Senator Wallace characterized this limitation on independent senators as unreasonable, unfair, inequitable and discriminatory; this is an affront to Parliament. He rejected the current system for establishing and managing committee memberships, in which the two whips play a key role. Several senators who intervened later shared at least some of Senator Wallace's concerns.
Other senator, however, were not convinced that Senator Wallace's grievance amounted to a question of privilege. Senator Fraser, for example, provided references to various parliamentary authorities in arguing that the current practices are actually well established and quite normal. She also suggested that the most important role for senators is in the Senate chamber itself, not in committees. In addition, Senator Fraser explained how the Senate has the right to organize its work as it sees fit, and has established the present system for dealing with committee memberships. Senator Joyal later underscored this point, while also emphasizing the importance of debate in shaping the outcome of parliamentary business. Debate allows all senators to contribute to the final decision reached by the Senate, and, he argued, it would be preferable to deal with Senator Wallace's complaint through a motion rather than rely on a question of privilege.
Senators Baker, McCoy, Smith (Cobourg), Cools, Dyck and Ringuette also participated in debate, and I thank all of them. Allowing all senators an opportunity to contribute to committees is an issue on which senators obviously have strong views. Even those interveners who did not think there was a question of privilege sympathized with Senator Wallace.
As Speaker, my role at this stage is to evaluate the issue in terms of the four criteria of rule 13-2(1), all of which must be met for a prima facie case of privilege to be established. That rule indicates that:
. . . a question of privilege must:
(a) be raised at the earliest opportunity;
(b) be a matter that directly concerns the privileges of the Senate, any of its committees or any Senator;
(c) be raised to correct a grave and serious breach; and
(d) be raised to seek a genuine remedy that the Senate has the power to provide and for which no other parliamentary process is reasonably available.

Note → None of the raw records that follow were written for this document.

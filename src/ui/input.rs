//! Keyboard input handling for the TUI.
//!
//! This module translates key events into application state changes.
//! Mutating operations are awaited in place, so a follow-up read
//! always observes the completed mutation.

use anyhow::Result;
use crossterm::event::{KeyCode, KeyEvent};

use crate::app::{
    can_add_description_char, can_add_email_char, can_add_password_char, App, AppState, FormFocus,
    LoginFocus, StatusAction, Tab, PAGE_SCROLL_SIZE,
};

/// Handle keyboard input. Returns true if the app should quit.
pub async fn handle_input(app: &mut App, key: KeyEvent) -> Result<bool> {
    // Overlays capture input first
    if matches!(app.state, AppState::LoggingIn) {
        return handle_login_input(app, key).await;
    }
    if matches!(app.state, AppState::NewRequest) {
        return handle_new_request_input(app, key).await;
    }
    if matches!(app.state, AppState::ShowingHelp) {
        if matches!(key.code, KeyCode::Esc | KeyCode::Char('?') | KeyCode::Char('q')) {
            app.state = AppState::Normal;
        }
        return Ok(false);
    }
    if matches!(app.state, AppState::ConfirmingQuit) {
        match key.code {
            KeyCode::Char('y') | KeyCode::Char('Y') | KeyCode::Enter => {
                app.state = AppState::Quitting;
                return Ok(true);
            }
            KeyCode::Char('n') | KeyCode::Char('N') | KeyCode::Esc => {
                app.state = AppState::Normal;
            }
            _ => {}
        }
        return Ok(false);
    }

    match key.code {
        KeyCode::Char('q') => app.state = AppState::ConfirmingQuit,
        KeyCode::Char('?') => app.state = AppState::ShowingHelp,
        KeyCode::Esc => app.dismiss_messages(),

        // Tabs
        KeyCode::Char('1') => app.select_tab(0),
        KeyCode::Char('2') => app.select_tab(1),
        KeyCode::Char('3') => app.select_tab(2),
        KeyCode::Tab => app.next_tab(),
        KeyCode::BackTab => app.prev_tab(),

        // Selection
        KeyCode::Down | KeyCode::Char('j') => app.move_selection(1),
        KeyCode::Up | KeyCode::Char('k') => app.move_selection(-1),
        KeyCode::PageDown => app.move_selection(PAGE_SCROLL_SIZE as isize),
        KeyCode::PageUp => app.move_selection(-(PAGE_SCROLL_SIZE as isize)),

        // Data
        KeyCode::Char('r') => app.refresh().await,
        KeyCode::Char('o') => app.logout(),

        // Student submission
        KeyCode::Char('n') if !app.role.can_transition() => app.start_new_request(),

        // Lifecycle transitions, offered on the requests tab only
        KeyCode::Char('i') if app.current_tab == Tab::Requests => {
            app.transition_selected(StatusAction::InProgress).await
        }
        KeyCode::Char('v') if app.current_tab == Tab::Requests => {
            app.transition_selected(StatusAction::UnderReview).await
        }
        KeyCode::Char('c') if app.current_tab == Tab::Requests => {
            app.transition_selected(StatusAction::Complete).await
        }
        KeyCode::Char('p') if app.current_tab == Tab::Requests => {
            app.transition_selected(StatusAction::Reopen).await
        }

        _ => {}
    }

    Ok(false)
}

async fn handle_login_input(app: &mut App, key: KeyEvent) -> Result<bool> {
    match key.code {
        KeyCode::Tab | KeyCode::BackTab => {
            app.login_focus = match app.login_focus {
                LoginFocus::Email => LoginFocus::Password,
                LoginFocus::Password => LoginFocus::Email,
            };
        }
        KeyCode::Enter => match app.login_focus {
            LoginFocus::Email => app.login_focus = LoginFocus::Password,
            LoginFocus::Password => app.submit_login().await,
        },
        KeyCode::Backspace => {
            match app.login_focus {
                LoginFocus::Email => app.login_email.pop(),
                LoginFocus::Password => app.login_password.pop(),
            };
        }
        KeyCode::Char(c) => match app.login_focus {
            LoginFocus::Email if can_add_email_char(&app.login_email) => {
                app.login_email.push(c);
            }
            LoginFocus::Password if can_add_password_char(&app.login_password) => {
                app.login_password.push(c);
            }
            _ => {}
        },
        _ => {}
    }
    Ok(false)
}

async fn handle_new_request_input(app: &mut App, key: KeyEvent) -> Result<bool> {
    match key.code {
        KeyCode::Esc => app.state = AppState::Normal,
        KeyCode::Tab => {
            app.form_focus = match app.form_focus {
                FormFocus::Description => FormFocus::Availability,
                FormFocus::Availability => FormFocus::Category,
                FormFocus::Category => FormFocus::Description,
            };
        }
        KeyCode::Enter => app.submit_new_request().await,
        KeyCode::Backspace => {
            match app.form_focus {
                FormFocus::Description => app.form_description.pop(),
                FormFocus::Availability => app.form_availability.pop(),
                FormFocus::Category => None,
            };
        }
        KeyCode::Char(' ') if app.form_focus == FormFocus::Category => {
            app.cycle_form_category();
        }
        KeyCode::Char(c) => match app.form_focus {
            FormFocus::Description if can_add_description_char(&app.form_description) => {
                app.form_description.push(c);
            }
            FormFocus::Availability if can_add_description_char(&app.form_availability) => {
                app.form_availability.push(c);
            }
            _ => {}
        },
        _ => {}
    }
    Ok(false)
}
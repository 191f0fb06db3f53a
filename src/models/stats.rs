//! Derived dashboard counters.

use crate::models::{MaintenanceRequest, RequestStatus};

/// The stat tiles at the top of every dashboard variant.
///
/// Always computed from the locally-fetched request collection; never
/// persisted, recomputed on every successful fetch and after every
/// successful status transition.
#[derive(Debug, Clone, Copy, Default, PartialEq, Eq)]
pub struct DashboardStats {
    pub total: usize,
    pub active: usize,
    pub completed: usize,
    pub pending: usize,
}

impl DashboardStats {
    pub fn from_requests(requests: &[MaintenanceRequest]) -> Self {
        Self {
            total: requests.len(),
            active: requests.iter().filter(|r| r.is_active()).count(),
            completed: requests
                .iter()
                .filter(|r| r.status_id == RequestStatus::Completed.id())
                .count(),
            pending: requests
                .iter()
                .filter(|r| r.status_id == RequestStatus::Pending.id())
                .count(),
        }
    }
}

#[cfg(test)]
mod tests {
    use super::*;

    fn request_with_status(issue_id: i64, status: RequestStatus) -> MaintenanceRequest {
        serde_json::from_str(&format!(
            r#"{{
                "issue_ID": {issue_id}, "student_ID": 1, "room_ID": 1, "category_ID": 1,
                "status_ID": {}, "description": "x",
                "submission_timestamp": "2026-01-01T00:00:00",
                "last_updated": "2026-01-01T00:00:00"
            }}"#,
            status.id()
        ))
        .unwrap()
    }

    #[test]
    fn test_stats_from_requests() {
        let requests = vec![
            request_with_status(1, RequestStatus::Pending),
            request_with_status(2, RequestStatus::InProgress),
            request_with_status(3, RequestStatus::UnderReview),
            request_with_status(4, RequestStatus::Completed),
        ];
        let stats = DashboardStats::from_requests(&requests);
        assert_eq!(stats.total, 4);
        assert_eq!(stats.active, 3);
        assert_eq!(stats.completed, 1);
        assert_eq!(stats.pending, 1);
    }

    #[test]
    fn test_completing_a_request_moves_it_between_counters() {
        let mut requests = vec![
            request_with_status(1, RequestStatus::InProgress),
            request_with_status(2, RequestStatus::Pending),
        ];
        let before = DashboardStats::from_requests(&requests);

        // Simulate a successful complete transition applied locally
        requests[0].status_id = RequestStatus::Completed.id();
        let after = DashboardStats::from_requests(&requests);

        assert_eq!(after.completed, before.completed + 1);
        assert_eq!(after.active, before.active - 1);
        assert_eq!(after.total, before.total);
    }

    #[test]
    fn test_empty_collection() {
        assert_eq!(DashboardStats::from_requests(&[]), DashboardStats::default());
    }
}
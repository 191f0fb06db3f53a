//! User accounts and the role variants that drive dashboard dispatch.

// Allow dead code: payload structs mirror the full backend contract
#![allow(dead_code)]

use serde::{Deserialize, Serialize};
use tracing::warn;

use crate::api::{ApiClient, ApiError};
use crate::models::{MaintenanceRequest, RequestFilter};

/// The closed set of account roles the backend issues.
///
/// Every place the original dashboard branched on a role string goes
/// through this enum instead, so the "which requests are mine" question
/// is answered in exactly one place ([`Role::fetch_requests`]).
#[derive(Debug, Clone, Copy, PartialEq, Eq, Serialize, Deserialize)]
#[serde(rename_all = "snake_case")]
pub enum Role {
    Student,
    Officer,
    HallOfficer,
    Admin,
}

impl Role {
    /// Wire name as the backend spells it.
    pub fn as_str(&self) -> &'static str {
        match self {
            Role::Student => "student",
            Role::Officer => "officer",
            Role::HallOfficer => "hall_officer",
            Role::Admin => "admin",
        }
    }

    /// Parse a role name, failing with [`ApiError::UnknownRole`] on
    /// anything outside the known set.
    pub fn from_name(name: &str) -> Result<Self, ApiError> {
        match name {
            "student" => Ok(Role::Student),
            "officer" => Ok(Role::Officer),
            "hall_officer" => Ok(Role::HallOfficer),
            "admin" => Ok(Role::Admin),
            other => Err(ApiError::UnknownRole(other.to_string())),
        }
    }

    /// Lenient parse for places that must always produce a dashboard:
    /// an unrecognized role falls back to the least-privileged view.
    pub fn from_name_or_student(name: &str) -> Self {
        Role::from_name(name).unwrap_or_else(|e| {
            warn!(role = name, error = %e, "Falling back to student view");
            Role::Student
        })
    }

    /// Display title for the dashboard header.
    pub fn dashboard_title(&self) -> &'static str {
        match self {
            Role::Student => "Student Dashboard",
            Role::Officer => "Maintenance Officer Dashboard",
            Role::HallOfficer => "Hall Officer Dashboard",
            Role::Admin => "Admin Dashboard",
        }
    }

    /// Whether this role may transition request statuses.
    /// Students submit requests; they never move them through the lifecycle.
    pub fn can_transition(&self) -> bool {
        !matches!(self, Role::Student)
    }

    /// Fetch the requests relevant to this role, with the role-specific
    /// filtering baked in here rather than scattered across views.
    pub async fn fetch_requests(
        &self,
        client: &ApiClient,
        user: &User,
    ) -> Result<Vec<MaintenanceRequest>, ApiError> {
        match self {
            Role::Student => {
                // The backend scopes the list to the caller's student record;
                // the explicit filter keeps the request self-describing.
                let student_id = user.student_id.unwrap_or(user.id);
                client
                    .maintenance_requests(&RequestFilter::for_student(student_id))
                    .await
            }
            Role::Officer | Role::Admin => {
                client.maintenance_requests(&RequestFilter::default()).await
            }
            Role::HallOfficer => {
                let assignment = client.hall_officer_hall(user.id).await?;
                match assignment.hall_id {
                    Some(hall_id) => {
                        client
                            .maintenance_requests(&RequestFilter::for_hall(hall_id))
                            .await
                    }
                    None => {
                        warn!(user_id = user.id, "Hall officer has no hall assignment");
                        Ok(Vec::new())
                    }
                }
            }
        }
    }
}

impl std::fmt::Display for Role {
    fn fmt(&self, f: &mut std::fmt::Formatter<'_>) -> std::fmt::Result {
        f.write_str(self.as_str())
    }
}

/// A user account as the backend returns it.
///
/// The login response carries a trimmed profile (no timestamps, no
/// student record), so everything beyond the identity core is optional.
#[derive(Debug, Clone, Serialize, Deserialize)]
pub struct User {
    pub id: i64,
    pub name: String,
    pub email: String,
    pub role: Role,
    #[serde(default)]
    pub phone_number: Option<String>,
    #[serde(default)]
    pub created_at: Option<String>,
    #[serde(default)]
    pub updated_at: Option<String>,
    // Student-only fields
    #[serde(rename = "student_ID", default)]
    pub student_id: Option<i64>,
    #[serde(rename = "room_ID", default)]
    pub room_id: Option<i64>,
}

/// Payload for creating a user account.
#[derive(Debug, Clone, Serialize)]
pub struct NewUser {
    pub name: String,
    pub email: String,
    pub role: Role,
    #[serde(skip_serializing_if = "Option::is_none")]
    pub phone_number: Option<String>,
    pub password: String,
}

/// Partial update payload. The backend requires the password field on
/// updates even when nothing else changes.
#[derive(Debug, Clone, Serialize)]
pub struct UserUpdate {
    #[serde(skip_serializing_if = "Option::is_none")]
    pub name: Option<String>,
    #[serde(skip_serializing_if = "Option::is_none")]
    pub email: Option<String>,
    #[serde(skip_serializing_if = "Option::is_none")]
    pub phone_number: Option<String>,
    pub password: String,
}

/// Query filter for the user list endpoint.
#[derive(Debug, Clone, Default)]
pub struct UserFilter {
    pub skip: Option<i64>,
    pub limit: Option<i64>,
    pub role: Option<Role>,
}

impl UserFilter {
    pub fn with_role(role: Role) -> Self {
        Self {
            role: Some(role),
            ..Self::default()
        }
    }

    pub fn to_query(&self) -> Vec<(&'static str, String)> {
        let mut query = Vec::new();
        if let Some(skip) = self.skip {
            query.push(("skip", skip.to_string()));
        }
        if let Some(limit) = self.limit {
            query.push(("limit", limit.to_string()));
        }
        if let Some(role) = self.role {
            query.push(("role", role.as_str().to_string()));
        }
        query
    }

    /// Local mirror of the server-side filter, used for demo fixtures.
    pub fn matches(&self, user: &User) -> bool {
        self.role.map(|r| user.role == r).unwrap_or(true)
    }
}

/// Response from `/users/{id}/hall`: the hall a hall officer is
/// assigned to, or null for everyone else.
#[derive(Debug, Clone, Serialize, Deserialize)]
pub struct HallAssignment {
    pub hall_id: Option<i64>,
}

#[cfg(test)]
mod tests {
    use super::*;

    #[test]
    fn test_role_round_trip() {
        for role in [Role::Student, Role::Officer, Role::HallOfficer, Role::Admin] {
            assert_eq!(Role::from_name(role.as_str()).unwrap(), role);
        }
    }

    #[test]
    fn test_unknown_role_is_an_error() {
        let err = Role::from_name("superuser").unwrap_err();
        assert!(matches!(err, ApiError::UnknownRole(ref r) if r == "superuser"));
    }

    #[test]
    fn test_unknown_role_falls_back_to_student() {
        assert_eq!(Role::from_name_or_student("manager"), Role::Student);
        assert_eq!(Role::from_name_or_student("admin"), Role::Admin);
    }

    #[test]
    fn test_parse_login_profile() {
        // Trimmed profile as the login endpoint returns it
        let json = r#"{"id":1,"name":"Jane","email":"student@demo.com","role":"student"}"#;
        let user: User = serde_json::from_str(json).expect("Failed to parse login profile");
        assert_eq!(user.role, Role::Student);
        assert!(user.student_id.is_none());
        assert!(user.created_at.is_none());
    }

    #[test]
    fn test_parse_full_user() {
        let json = r#"{
            "id": 7,
            "name": "John Doe",
            "email": "john.doe@stu.cu.edu.ng",
            "phone_number": "0801234567",
            "role": "student",
            "created_at": "2026-01-10T08:00:00",
            "updated_at": "2026-01-10T08:00:00",
            "student_ID": 3,
            "room_ID": 12
        }"#;
        let user: User = serde_json::from_str(json).expect("Failed to parse user");
        assert_eq!(user.student_id, Some(3));
        assert_eq!(user.room_id, Some(12));
    }

    #[test]
    fn test_parse_user_rejects_unknown_role() {
        let json = r#"{"id":1,"name":"X","email":"x@y.z","role":"warden"}"#;
        assert!(serde_json::from_str::<User>(json).is_err());
    }

    #[test]
    fn test_user_filter_query() {
        let filter = UserFilter {
            skip: Some(10),
            limit: Some(50),
            role: Some(Role::HallOfficer),
        };
        assert_eq!(
            filter.to_query(),
            vec![
                ("skip", "10".to_string()),
                ("limit", "50".to_string()),
                ("role", "hall_officer".to_string()),
            ]
        );
        assert!(UserFilter::default().to_query().is_empty());
    }
}
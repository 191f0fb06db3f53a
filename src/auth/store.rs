//! Durable key-value storage for session state.
//!
//! The session store persists exactly two keys: the bearer token (raw
//! string) and the serialized user profile (JSON), both under an
//! application-specific prefix. The trait exists so the session store
//! can be exercised in tests against an in-memory fake, and so demo
//! mode never touches the real config directory.

use std::collections::HashMap;
use std::path::PathBuf;
use std::sync::Mutex;

use tracing::{debug, warn};

use crate::config::APP_NAME;

/// Storage key for the raw bearer token.
pub const TOKEN_KEY: &str = "dormdesk_token";

/// Storage key for the serialized user profile.
pub const USER_KEY: &str = "dormdesk_user";

/// A process-wide, single-writer key-value store. Reads return absent
/// and writes are no-ops when the backing medium is unavailable; they
/// never fail.
pub trait KeyValueStore: Send + Sync {
    fn get(&self, key: &str) -> Option<String>;
    fn set(&self, key: &str, value: &str);
    fn remove(&self, key: &str);
}

/// File-backed store: one file per key under the platform config
/// directory. When no config directory exists (stripped-down containers,
/// odd platforms), every read is absent and every write a no-op.
pub struct FileStore {
    dir: Option<PathBuf>,
}

impl FileStore {
    pub fn new() -> Self {
        let dir = dirs::config_dir().map(|d| d.join(APP_NAME));
        if dir.is_none() {
            warn!("No config directory available; session will not persist");
        }
        Self { dir }
    }

    /// Store rooted at an explicit directory (tests).
    pub fn with_dir(dir: PathBuf) -> Self {
        Self { dir: Some(dir) }
    }

    fn path(&self, key: &str) -> Option<PathBuf> {
        self.dir.as_ref().map(|d| d.join(key))
    }
}

impl Default for FileStore {
    fn default() -> Self {
        Self::new()
    }
}

impl KeyValueStore for FileStore {
    fn get(&self, key: &str) -> Option<String> {
        let path = self.path(key)?;
        std::fs::read_to_string(path).ok()
    }

    fn set(&self, key: &str, value: &str) {
        let Some(path) = self.path(key) else {
            return;
        };
        if let Some(parent) = path.parent() {
            if let Err(e) = std::fs::create_dir_all(parent) {
                warn!(key, error = %e, "Failed to create session directory");
                return;
            }
        }
        if let Err(e) = std::fs::write(&path, value) {
            warn!(key, error = %e, "Failed to persist session key");
        }
    }

    fn remove(&self, key: &str) {
        let Some(path) = self.path(key) else {
            return;
        };
        if path.exists() {
            if let Err(e) = std::fs::remove_file(&path) {
                warn!(key, error = %e, "Failed to remove session key");
            } else {
                debug!(key, "Removed session key");
            }
        }
    }
}

/// In-memory store for tests and for demo mode, where nothing should
/// outlive the process.
#[derive(Default)]
pub struct MemoryStore {
    map: Mutex<HashMap<String, String>>,
}

impl MemoryStore {
    pub fn new() -> Self {
        Self::default()
    }
}

impl KeyValueStore for MemoryStore {
    fn get(&self, key: &str) -> Option<String> {
        self.map.lock().ok()?.get(key).cloned()
    }

    fn set(&self, key: &str, value: &str) {
        if let Ok(mut map) = self.map.lock() {
            map.insert(key.to_string(), value.to_string());
        }
    }

    fn remove(&self, key: &str) {
        if let Ok(mut map) = self.map.lock() {
            map.remove(key);
        }
    }
}

#[cfg(test)]
mod tests {
    use super::*;

    #[test]
    fn test_memory_store_round_trip() {
        let store = MemoryStore::new();
        assert_eq!(store.get(TOKEN_KEY), None);

        store.set(TOKEN_KEY, "t1");
        assert_eq!(store.get(TOKEN_KEY), Some("t1".to_string()));

        store.remove(TOKEN_KEY);
        assert_eq!(store.get(TOKEN_KEY), None);

        // Removing an absent key is a no-op, not an error
        store.remove(TOKEN_KEY);
    }

    #[test]
    fn test_file_store_round_trip() {
        let dir = tempfile::tempdir().expect("Failed to create temp dir");
        let store = FileStore::with_dir(dir.path().to_path_buf());

        assert_eq!(store.get(USER_KEY), None);
        store.set(USER_KEY, r#"{"id":1}"#);
        assert_eq!(store.get(USER_KEY), Some(r#"{"id":1}"#.to_string()));
        store.remove(USER_KEY);
        assert_eq!(store.get(USER_KEY), None);
    }

    #[test]
    fn test_file_store_without_directory_is_inert() {
        let store = FileStore { dir: None };
        store.set(TOKEN_KEY, "t1");
        assert_eq!(store.get(TOKEN_KEY), None);
        store.remove(TOKEN_KEY);
    }
}
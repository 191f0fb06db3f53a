use chrono::NaiveDateTime;

/// Render a backend timestamp (naive ISO-8601) as a short date for
/// list rows. Unparseable input falls back to the raw date portion.
pub fn format_date(timestamp: &str) -> String {
    match NaiveDateTime::parse_from_str(timestamp, "%Y-%m-%dT%H:%M:%S") {
        Ok(parsed) => parsed.format("%b %e, %Y").to_string(),
        Err(_) => timestamp.split('T').next().unwrap_or(timestamp).to_string(),
    }
}

/// Render a backend timestamp with time-of-day for detail panes.
pub fn format_datetime(timestamp: &str) -> String {
    match NaiveDateTime::parse_from_str(timestamp, "%Y-%m-%dT%H:%M:%S") {
        Ok(parsed) => parsed.format("%b %e, %Y %H:%M").to_string(),
        Err(_) => timestamp.to_string(),
    }
}

pub fn format_cost(cost: Option<f64>) -> String {
    match cost {
        Some(amount) => format!("₦{:.2}", amount),
        None => "—".to_string(),
    }
}

pub fn truncate(s: &str, max_len: usize) -> String {
    if s.chars().count() <= max_len {
        s.to_string()
    } else {
        let cut: String = s.chars().take(max_len.saturating_sub(3)).collect();
        format!("{}...", cut)
    }
}

#[cfg(test)]
mod tests {
    use super::*;

    #[test]
    fn test_format_date() {
        assert_eq!(format_date("2026-05-12T09:30:00"), "May 12, 2026");
    }

    #[test]
    fn test_format_date_fallback_on_unparseable_input() {
        assert_eq!(format_date("2026-05-12"), "2026-05-12");
        assert_eq!(format_date("soon"), "soon");
    }

    #[test]
    fn test_format_datetime() {
        assert_eq!(format_datetime("2026-05-12T09:30:00"), "May 12, 2026 09:30");
    }

    #[test]
    fn test_format_cost() {
        assert_eq!(format_cost(Some(45.5)), "₦45.50");
        assert_eq!(format_cost(None), "—");
    }

    #[test]
    fn test_truncate() {
        assert_eq!(truncate("short", 10), "short");
        assert_eq!(truncate("a very long description", 10), "a very ...");
    }
}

In terms of the first criterion, the contested report was presented to the Senate on Wednesday, December 9, 2015. The Selection Committee's recommendations about committee members were known to all senators from that time. A senator could have initiated the process for a question of privilege on the following day, which would have been the earliest opportunity. Therefore, the first criterion is not met.
The second and third criteria can generally be evaluated together, since they are so closely interconnected.
Senators are familiar with the definition, from Appendix I of our Rules. Privilege is "[t]he rights, powers and immunities enjoyed by each house collectively, and by members of each house individually, without which they could not discharge their functions, and which exceed those possessed by other bodies or individuals." The privileges of individual members do not exist in a vacuum. They exist so that we can perform our role as members of the Senate. Our privileges as individuals cannot trump those of the Senate itself. As stated in Erskine May, at page 203 of the 24th edition, "Fundamentally . . . it is only as a means to the effective discharge of the collective functions of the House that the individual privileges are enjoyed by Members." Senate Procedure in Practice makes the same point at page 224, when it notes that "Privilege belongs properly to the assembly or house as a collective."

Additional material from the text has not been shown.